• Task brief: The lines to repeat are those below from the one containing "one parameter block" down to the one containing "let m = BETA1", both included; reproduce them exactly and nothing else.

------ Study material

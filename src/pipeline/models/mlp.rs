//! Fully-connected ReLU network trained with Adam on squared error

use anyhow::Result;
use faer::Mat;
use rand::rngs::StdRng;
use rand::seq::SliceRandom;
use rand::{Rng, SeedableRng};

use super::{check_fit_input, check_predict_input, Regressor};
use crate::pipeline::error::PipelineError;

const BETA1: f64 = 0.9;
const BETA2: f64 = 0.999;
const EPSILON: f64 = 1e-8;

#[derive(Debug, Clone, PartialEq)]
pub struct MlpParams {
    pub hidden_layers: Vec<usize>,
    pub learning_rate: f64,
    /// L2 penalty on the weights
    pub alpha: f64,
    /// Upper bound on the minibatch size
    pub batch_size: usize,
    pub max_iter: usize,
    /// Minimum loss improvement that resets the patience counter
    pub tol: f64,
    pub n_iter_no_change: usize,
    pub seed: u64,
}

impl Default for MlpParams {
    fn default() -> Self {
        Self {
            hidden_layers: vec![100, 50],
            learning_rate: 1e-3,
            alpha: 1e-4,
            batch_size: 200,
            max_iter: 1000,
            tol: 1e-4,
            n_iter_no_change: 10,
            seed: 42,
        }
    }
}

impl MlpParams {
    fn validate(&self) -> Result<()> {
        if self.hidden_layers.iter().any(|&h| h == 0) {
            return Err(PipelineError::InvalidParameter {
                name: "hidden_layers",
                reason: "every layer needs at least one unit".to_string(),
            }
            .into());
        }
        if !(self.learning_rate > 0.0) {
            return Err(PipelineError::InvalidParameter {
                name: "learning_rate",
                reason: format!("must be positive, got {}", self.learning_rate),
            }
            .into());
        }
        if self.batch_size == 0 || self.max_iter == 0 {
            return Err(PipelineError::InvalidParameter {
                name: "batch_size",
                reason: "batch_size and max_iter must be at least 1".to_string(),
            }
            .into());
        }
        Ok(())
    }
}

/// Adam first and second moment estimates for one parameter block
#[derive(Debug, Clone)]
struct Moments {
    m: Mat<f64>,
    v: Mat<f64>,
}

impl Moments {
    fn zeros(rows: usize, cols: usize) -> Self {
        Self {
            m: Mat::zeros(rows, cols),
            v: Mat::zeros(rows, cols),
        }
    }

    fn step(&mut self, param: &mut Mat<f64>, grad: &Mat<f64>, lr_t: f64) {
        for j in 0..param.ncols() {
            for i in 0..param.nrows() {
                let g = grad[(i, j)];
                let m = BETA1 * self.m[(i, j)] + (1.0 - BETA1) * g;
                let v = BETA2 * self.v[(i, j)] + (1.0 - BETA2) * g * g;
                self.m[(i, j)] = m;
                self.v[(i, j)] = v;
                param[(i, j)] -= lr_t * m / (v.sqrt() + EPSILON);
            }
        }
    }
}

/// Multi-layer perceptron with identity output. Targets are standardised
/// internally and mapped back at prediction time.
#[derive(Debug, Clone)]
pub struct MlpRegressor {
    pub params: MlpParams,
    /// `weights[l]` is `fan_in × fan_out`
    weights: Vec<Mat<f64>>,
    /// Row vectors, `1 × fan_out`
    biases: Vec<Mat<f64>>,
    y_mean: f64,
    y_std: f64,
    n_iter: usize,
    loss_curve: Vec<f64>,
}

impl MlpRegressor {
    pub fn new(params: MlpParams) -> Self {
        Self {
            params,
            weights: Vec::new(),
            biases: Vec::new(),
            y_mean: 0.0,
            y_std: 1.0,
            n_iter: 0,
            loss_curve: Vec::new(),
        }
    }

    /// Epochs run by the last fit
    pub fn n_iter(&self) -> usize {
        self.n_iter
    }

    pub fn loss_curve(&self) -> &[f64] {
        &self.loss_curve
    }

    fn init_layers(&mut self, n_features: usize, rng: &mut StdRng) {
        let mut sizes = vec![n_features];
        sizes.extend(self.params.hidden_layers.iter().copied());
        sizes.push(1);

        self.weights.clear();
        self.biases.clear();
        for w in sizes.windows(2) {
            let (fan_in, fan_out) = (w[0], w[1]);
            // Glorot uniform
            let bound = (6.0 / (fan_in + fan_out) as f64).sqrt();
            self.weights
                .push(Mat::from_fn(fan_in, fan_out, |_, _| rng.gen_range(-bound..bound)));
            self.biases
                .push(Mat::from_fn(1, fan_out, |_, _| rng.gen_range(-bound..bound)));
        }
    }

    /// Activations for every layer, input first, output last
    fn forward(&self, x: &Mat<f64>) -> Vec<Mat<f64>> {
        let n_layers = self.weights.len();
        let mut activations = Vec::with_capacity(n_layers + 1);
        activations.push(x.clone());
        for l in 0..n_layers {
            let z = &activations[l] * &self.weights[l];
            let b = &self.biases[l];
            let last = l + 1 == n_layers;
            let a = Mat::from_fn(z.nrows(), z.ncols(), |i, j| {
                let v = z[(i, j)] + b[(0, j)];
                if last {
                    v
                } else {
                    v.max(0.0)
                }
            });
            activations.push(a);
        }
        activations
    }

    /// One minibatch: returns the batch loss and applies an Adam step
    fn train_batch(
        &mut self,
        xb: &Mat<f64>,
        yb: &[f64],
        moments: &mut [(Moments, Moments)],
        t: i32,
    ) -> f64 {
        let batch = xb.nrows() as f64;
        let alpha = self.params.alpha;
        let activations = self.forward(xb);
        let output = &activations[activations.len() - 1];

        let mut delta = Mat::from_fn(xb.nrows(), 1, |i, _| output[(i, 0)] - yb[i]);
        let loss = (0..xb.nrows()).map(|i| delta[(i, 0)].powi(2)).sum::<f64>() / (2.0 * batch);

        let lr_t = self.params.learning_rate * (1.0 - BETA2.powi(t)).sqrt() / (1.0 - BETA1.powi(t));

        for l in (0..self.weights.len()).rev() {
            let a_prev = &activations[l];
            let w = &self.weights[l];
            let grad_w_raw = a_prev.transpose() * &delta;
            let grad_w = Mat::from_fn(w.nrows(), w.ncols(), |i, j| {
                (grad_w_raw[(i, j)] + alpha * w[(i, j)]) / batch
            });
            let grad_b = Mat::from_fn(1, delta.ncols(), |_, j| {
                (0..delta.nrows()).map(|i| delta[(i, j)]).sum::<f64>() / batch
            });

            if l > 0 {
                let back = delta.as_ref() * w.transpose();
                delta = Mat::from_fn(back.nrows(), back.ncols(), |i, j| {
                    if a_prev[(i, j)] > 0.0 {
                        back[(i, j)]
                    } else {
                        0.0
                    }
                });
            }

            let (mw, mb) = &mut moments[l];
            mw.step(&mut self.weights[l], &grad_w, lr_t);
            mb.step(&mut self.biases[l], &grad_b, lr_t);
        }
        loss
    }
}

impl Regressor for MlpRegressor {
    fn name(&self) -> &'static str {
        "MLP"
    }

    fn fit(&mut self, x: &Mat<f64>, y: &[f64]) -> Result<()> {
        check_fit_input(x, y)?;
        self.params.validate()?;

        let n = x.nrows();
        let p = x.ncols();
        let mut rng = StdRng::seed_from_u64(self.params.seed);

        self.y_mean = y.iter().sum::<f64>() / n as f64;
        let var = y.iter().map(|v| (v - self.y_mean).powi(2)).sum::<f64>() / n as f64;
        self.y_std = if var > 0.0 { var.sqrt() } else { 1.0 };
        let y_scaled: Vec<f64> = y.iter().map(|v| (v - self.y_mean) / self.y_std).collect();

        self.init_layers(p, &mut rng);
        let mut moments: Vec<(Moments, Moments)> = self
            .weights
            .iter()
            .zip(&self.biases)
            .map(|(w, b)| {
                (
                    Moments::zeros(w.nrows(), w.ncols()),
                    Moments::zeros(b.nrows(), b.ncols()),
                )
            })
            .collect();

        let batch_size = self.params.batch_size.min(n);
        let mut order: Vec<usize> = (0..n).collect();
        let mut best_loss = f64::INFINITY;
        let mut no_improvement = 0;
        let mut t = 0i32;
        self.loss_curve.clear();
        self.n_iter = 0;

        for _ in 0..self.params.max_iter {
            order.shuffle(&mut rng);
            let mut epoch_loss = 0.0;

            for chunk in order.chunks(batch_size) {
                let xb = Mat::from_fn(chunk.len(), p, |i, j| x[(chunk[i], j)]);
                let yb: Vec<f64> = chunk.iter().map(|&i| y_scaled[i]).collect();
                t = t.saturating_add(1);
                epoch_loss += self.train_batch(&xb, &yb, &mut moments, t) * chunk.len() as f64;
            }

            let penalty: f64 = self
                .weights
                .iter()
                .map(|w| {
                    let mut s = 0.0;
                    for j in 0..w.ncols() {
                        for i in 0..w.nrows() {
                            s += w[(i, j)] * w[(i, j)];
                        }
                    }
                    s
                })
                .sum();
            let loss = epoch_loss / n as f64 + 0.5 * self.params.alpha * penalty / n as f64;

            self.n_iter += 1;
            self.loss_curve.push(loss);

            if !loss.is_finite() {
                return Err(PipelineError::InvalidParameter {
                    name: "learning_rate",
                    reason: "training loss diverged".to_string(),
                }
                .into());
            }

            if loss > best_loss - self.params.tol {
                no_improvement += 1;
            } else {
                no_improvement = 0;
            }
            best_loss = best_loss.min(loss);

            if no_improvement > self.params.n_iter_no_change {
                break;
            }
        }
        Ok(())
    }

    fn predict(&self, x: &Mat<f64>) -> Result<Vec<f64>> {
        let Some(first) = self.weights.first() else {
            return Err(PipelineError::NotFitted {
                model: self.name().to_string(),
            }
            .into());
        };
        check_predict_input(x, first.nrows())?;
        let activations = self.forward(x);
        let output = &activations[activations.len() - 1];
        Ok((0..x.nrows())
            .map(|i| output[(i, 0)] * self.y_std + self.y_mean)
            .collect())
    }
}
//! Console tables for exploration, cleaning, rankings and reconciliation

use comfy_table::{presets::UTF8_FULL_CONDENSED, Attribute, Cell, Color, Table};
use console::style;

use crate::pipeline::explore::ExplorationReport;
use crate::pipeline::features::Reconciliation;
use crate::pipeline::impute::CleaningReport;
use crate::pipeline::outliers::OutlierCount;
use crate::pipeline::select::{FeatureScore, SelectionReport};

fn new_table(headers: &[&str]) -> Table {
    let mut table = Table::new();
    table.load_preset(UTF8_FULL_CONDENSED);
    table.set_header(
        headers
            .iter()
            .map(|h| Cell::new(h).add_attribute(Attribute::Bold))
            .collect::<Vec<_>>(),
    );
    table
}

/// Print a titled, indented table
pub fn print_table(title: &str, table: &Table) {
    println!();
    println!("      {}", style(title).cyan().bold());
    for line in table.to_string().lines() {
        println!("      {}", line);
    }
}

/// Large values in a compact scientific form, small ones as plain decimals
fn fmt_value(v: f64) -> String {
    if v.abs() >= 1e6 {
        format!("{:.3e}", v)
    } else {
        format!("{:.2}", v)
    }
}

/// `describe()`-style statistics of the numeric columns
pub fn describe_table(report: &ExplorationReport) -> Table {
    let mut table = new_table(&["Column", "Count", "Mean", "Std", "Min", "Median", "Max"]);
    for s in &report.summaries {
        table.add_row(vec![
            Cell::new(&s.column),
            Cell::new(s.count),
            Cell::new(fmt_value(s.mean)),
            Cell::new(fmt_value(s.std)),
            Cell::new(fmt_value(s.min)),
            Cell::new(fmt_value(s.median)),
            Cell::new(fmt_value(s.max)),
        ]);
    }
    table
}

/// Null counts per column, only columns with at least one null
pub fn missing_table(counts: &[(String, usize)], rows: usize) -> Table {
    let mut table = new_table(&["Column", "Missing", "Share"]);
    for (column, n) in counts.iter().filter(|(_, n)| *n > 0) {
        let share = if rows > 0 { *n as f64 / rows as f64 } else { 0.0 };
        table.add_row(vec![
            Cell::new(column),
            Cell::new(n).fg(Color::Yellow),
            Cell::new(format!("{:.1}%", share * 100.0)),
        ]);
    }
    table
}

/// Print every exploratory view of the report
pub fn print_exploration(report: &ExplorationReport) {
    print_table("Numeric summary", &describe_table(report));

    for view in &report.grouped {
        let header = format!("{} of {}", view.aggregation, view.value);
        let mut table = new_table(&[view.by.as_str(), header.as_str()]);
        for (key, value) in &view.rows {
            table.add_row(vec![Cell::new(key), Cell::new(fmt_value(*value))]);
        }
        print_table(&format!("{} by {}", view.value, view.by), &table);
    }

    for (column, counts) in &report.counts {
        let mut table = new_table(&[column.as_str(), "Movies"]);
        for (key, n) in counts {
            table.add_row(vec![Cell::new(key), Cell::new(n)]);
        }
        print_table(&format!("Movies by {}", column), &table);
    }
}

/// Cells filled per column during cleaning
pub fn cleaning_table(report: &CleaningReport) -> Table {
    let mut table = new_table(&["Column", "Method", "Filled"]);
    for (column, n) in report.knn_filled.iter().filter(|(_, n)| *n > 0) {
        table.add_row(vec![Cell::new(column), Cell::new("k-NN"), Cell::new(n)]);
    }
    for (column, n, value) in report.categorical_filled.iter().filter(|(_, n, _)| *n > 0) {
        table.add_row(vec![
            Cell::new(column),
            Cell::new(format!("constant '{}'", value)),
            Cell::new(n),
        ]);
    }
    for (column, n, value) in &report.remaining.filled {
        table.add_row(vec![
            Cell::new(column),
            Cell::new(format!("median/mode '{}'", value)),
            Cell::new(n),
        ]);
    }
    table
}

/// IQR bounds and outlier counts
pub fn outlier_table(counts: &[OutlierCount]) -> Table {
    let mut table = new_table(&["Column", "Lower", "Upper", "Outliers"]);
    for count in counts {
        let (lower, upper) = count
            .bounds
            .as_ref()
            .map_or(("-".to_string(), "-".to_string()), |b| {
                (fmt_value(b.lower), fmt_value(b.upper))
            });
        table.add_row(vec![
            Cell::new(&count.column),
            Cell::new(lower),
            Cell::new(upper),
            Cell::new(count.outliers).fg(if count.outliers > 0 {
                Color::Yellow
            } else {
                Color::White
            }),
        ]);
    }
    table
}

fn ranking_rows(table: &mut Table, label: &str, scores: &[FeatureScore]) {
    for (rank, s) in scores.iter().enumerate() {
        table.add_row(vec![
            Cell::new(label),
            Cell::new(rank + 1),
            Cell::new(&s.name),
            Cell::new(fmt_value(s.score)),
        ]);
    }
}

/// Both feature rankings in one table
pub fn selection_table(report: &SelectionReport) -> Table {
    let mut table = new_table(&["Ranking", "#", "Feature", "Score"]);
    ranking_rows(&mut table, "F statistic", &report.univariate);
    ranking_rows(&mut table, "Importance", &report.importance);
    table
}

/// What scoring had to change to match the training columns
pub fn reconciliation_table(report: &Reconciliation) -> Table {
    let mut table = new_table(&["Check", "Value"]);
    table.add_row(vec![
        Cell::new("Training columns present"),
        Cell::new(format!(
            "{} / {} ({:.1}%)",
            report.matched,
            report.expected,
            report.overlap() * 100.0
        )),
    ]);
    table.add_row(vec![
        Cell::new("Zero-filled columns"),
        Cell::new(report.zero_filled.len()).fg(if report.zero_filled.is_empty() {
            Color::Green
        } else {
            Color::Yellow
        }),
    ]);
    table.add_row(vec![
        Cell::new("Dropped extra columns"),
        Cell::new(report.dropped.len()),
    ]);
    table
}
//! Scoring unseen tables with a saved artifact

use std::path::Path;

use anyhow::{Context, Result};
use faer::Mat;
use polars::prelude::*;

use super::features::{reconcile_columns, FeatureMatrix, Reconciliation};
use super::loader::FileFormat;
use super::models::Regressor;
use super::persist::ModelArtifact;
use super::scale::FeatureScaler;
use super::schema::{categorical_columns, column_names};

/// Predictions for every input row plus what reconciliation changed
#[derive(Debug, Clone)]
pub struct ScoringOutcome {
    pub predictions: Vec<f64>,
    pub reconciliation: Reconciliation,
    /// (column, cells) filled with the stored training medians and modes
    pub filled: Vec<(String, usize)>,
}

/// A scored table turned into model input
#[derive(Debug, Clone)]
pub struct PreparedInput {
    pub data: Mat<f64>,
    pub reconciliation: Reconciliation,
    pub filled: Vec<(String, usize)>,
}

/// Turn a raw table into the feature matrix the artifact's model expects.
///
/// Nulls are filled with the training medians and modes stored in the
/// artifact, delimited and one-hot columns that are present go through the
/// stored encoders, remaining text columns and the target are dropped, and
/// the result is reconciled against the training columns before the stored
/// scaler (if any) is applied.
pub fn prepare_unseen(
    df: &DataFrame,
    artifact: &ModelArtifact,
    min_overlap: f64,
) -> Result<PreparedInput> {
    let (filled_frame, filled) = artifact.fills.apply(df)?;
    let expanded = artifact.multi_label.transform_available(&filled_frame)?;
    let encoded = artifact.encoder.transform_available(&expanded)?;

    let mut to_drop = categorical_columns(&encoded);
    if column_names(&encoded).contains(&artifact.target) {
        to_drop.push(artifact.target.clone());
    }
    let numeric = encoded.drop_many(&to_drop);

    let (aligned, reconciliation) =
        reconcile_columns(&numeric, &artifact.training_columns, min_overlap)?;
    let matrix = FeatureMatrix::from_frame(&aligned, &[])?;

    let data = match &artifact.scaler {
        Some(scaler) => scaler.transform(&matrix.data)?,
        None => matrix.data,
    };
    Ok(PreparedInput {
        data,
        reconciliation,
        filled,
    })
}

/// Predict every row of `df`
pub fn score_frame(
    df: &DataFrame,
    artifact: &ModelArtifact,
    min_overlap: f64,
) -> Result<ScoringOutcome> {
    let input = prepare_unseen(df, artifact, min_overlap)?;
    let predictions = artifact.model.predict(&input.data)?;
    Ok(ScoringOutcome {
        predictions,
        reconciliation: input.reconciliation,
        filled: input.filled,
    })
}

/// Write predictions as a single `prediction` column (CSV or Parquet by
/// extension)
pub fn write_predictions(path: &Path, predictions: &[f64]) -> Result<()> {
    let mut df = DataFrame::new(vec![Column::new(
        "prediction".into(),
        predictions.to_vec(),
    )])?;

    match FileFormat::from_path(path)? {
        FileFormat::Csv => {
            let mut file = std::fs::File::create(path)
                .with_context(|| format!("Failed to create output file: {}", path.display()))?;
            CsvWriter::new(&mut file)
                .finish(&mut df)
                .with_context(|| format!("Failed to write CSV file: {}", path.display()))?;
        }
        FileFormat::Parquet => {
            let file = std::fs::File::create(path)
                .with_context(|| format!("Failed to create output file: {}", path.display()))?;
            ParquetWriter::new(file)
                .finish(&mut df)
                .with_context(|| format!("Failed to write Parquet file: {}", path.display()))?;
        }
    }
    Ok(())
}

#[cfg(test)]
mod tests {
    use super::*;
    use crate::pipeline::encode::OneHotEncoder;
    use crate::pipeline::impute::TrainingFills;
    use crate::pipeline::models::{ForestParams, RandomForestRegressor};
    use tempfile::TempDir;

    fn artifact() -> ModelArtifact {
        let train = df! {
            "budget" => [1.0f64, 2.0, 3.0, 4.0, 5.0, 6.0],
            "color" => ["Color", "Black", "Color", "Black", "Color", "Color"],
        }
        .unwrap();
        let encoder = OneHotEncoder::fit(&train, &["color".to_string()], true).unwrap();
        let encoded = encoder.transform(&train).unwrap();
        let matrix = FeatureMatrix::from_frame(&encoded, &[]).unwrap();
        let y = vec![10.0, 20.0, 30.0, 40.0, 50.0, 60.0];
        let params = ForestParams {
            n_estimators: 4,
            ..Default::default()
        };
        let mut model = RandomForestRegressor::new(params);
        model.fit(&matrix.data, &y).unwrap();
        let fills = TrainingFills::fit(&train, &[]).unwrap();
        ModelArtifact::new("gross", matrix.names, encoder, None, params, -1.0, model)
            .with_fills(fills)
    }

    #[test]
    fn test_scores_partial_table() {
        let unseen = df! {
            "budget" => [Some(2.5f64), None],
            "gross" => [1.0f64, 2.0],
            "extra" => ["x", "y"],
        }
        .unwrap();
        let outcome = score_frame(&unseen, &artifact(), 0.5).unwrap();
        assert_eq!(outcome.predictions.len(), 2);
        assert_eq!(outcome.reconciliation.zero_filled, vec!["color_Color".to_string()]);
        assert_eq!(outcome.filled, vec![("budget".to_string(), 1)]);
    }

    #[test]
    fn test_unrelated_table_rejected() {
        let unseen = df! { "runtime" => [90.0f64, 120.0] }.unwrap();
        assert!(score_frame(&unseen, &artifact(), 0.5).is_err());
    }

    #[test]
    fn test_write_predictions_csv() {
        let dir = TempDir::new().unwrap();
        let path = dir.path().join("preds.csv");
        write_predictions(&path, &[1.5, 2.5]).unwrap();
        let text = std::fs::read_to_string(&path).unwrap();
        assert!(text.starts_with("prediction"));
        assert_eq!(text.lines().count(), 3);
    }
}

------------

• Result of the task:
/// Adam first and second moment estimates for one parameter block
#[derive(Debug, Clone)]
struct Moments {
    m: Mat<f64>,
    v: Mat<f64>,
}

impl Moments {
    fn zeros(rows: usize, cols: usize) -> Self {
        Self {
            m: Mat::zeros(rows, cols),
            v: Mat::zeros(rows, cols),
        }
    }

    fn step(&mut self, param: &mut Mat<f64>, grad: &Mat<f64>, lr_t: f64) {
        for j in 0..param.ncols() {
            for i in 0..param.nrows() {
                let g = grad[(i, j)];
                let m = BETA1 * self.m[(i, j)] + (1.0 - BETA1) * g;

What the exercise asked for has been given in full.